Harlow. 1961. Pram town. Rent a house from the corporation and live your life built to specifications dreamt up by middle aged white men, hunched over drawing boards smoking Capstan cigarettes, a million miles away from the marital bed which will define your existence.

Unemployment is virtually absent. The economy booms, powered by manufacturing, while a string quartet plays Brahms in a converted launderette and young pretty girls are tempted away from the technical college, to the glamorous jobs available in The High at Harlow, were in salons with their curlers and dryers, they go to work on countless dried up look a-likes of Diana Dors. Variety and liveliness, fostered in a town sized petri dish.

Harlow. A planned town. A brief “perfect” vision of a future Britain which could have been but never was. A future Britain in the heads of wonks and experts which burned into life and fizzled out almost the moment the match was struck.
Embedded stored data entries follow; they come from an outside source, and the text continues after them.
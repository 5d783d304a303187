use std::path::PathBuf;

use thiserror::Error;

#[derive(Error, Debug)]
pub enum BlogError {
    #[error("Invalid format of root `blog.toml`: {0}")]
    InvalidRootTomlFile(#[from] toml::de::Error),
    #[error("Not a root `blog.toml`, the `[site]` table is missing")]
    NotRootTomlFile,
    #[error("Missing front matter in `{}`", .0.display())]
    MissingFrontMatter(PathBuf),
    #[error("Invalid front matter in `{}`: {source}", .path.display())]
    InvalidFrontMatter {
        path: PathBuf,
        source: serde_yaml::Error,
    },
    #[error(
        "Duplicate slug `{slug}`: `{}` and `{}`",
        .first.display(),
        .second.display()
    )]
    DuplicateSlug {
        slug: String,
        first: PathBuf,
        second: PathBuf,
    },
    #[error("Invalid locale `{0}`")]
    InvalidLocale(String),
}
The match, just in case you’re wondering, was lit at the Festival of Britain in 1951, a great pageant of modern and retro thrills, a secular, republican, modernist mêlée and an inspiration to the creators of England’s new towns of the 50’s and 60’s.

The Festival, which celebrates its 60thanniversary this year, was held on the South Bank of the Thames at the behest of the then troubled Labour government, as a “tonic” for a war battered nation, “a national festival, which would display the British contribution to civilization, past, present and future, in the arts, science and design.” A 12 million pound pick-me-up in the sodden aftermath of war. A lavish government arts project in a time of real honest to goodness austerity.

Sir Terence Conran, the founder of Habitat, as a young 19 year old designer, worked on the Festival aesthetic and remembers the skill and materials lavished on the Royal Festival Hall, the one surviving legacy of the project. “Just imagine all around you were bombsites” he says, “and here was a building using wonderful materials, wonderful woods, Derbyshire fossil, one of the most beautiful materials that I know for walls and floors.”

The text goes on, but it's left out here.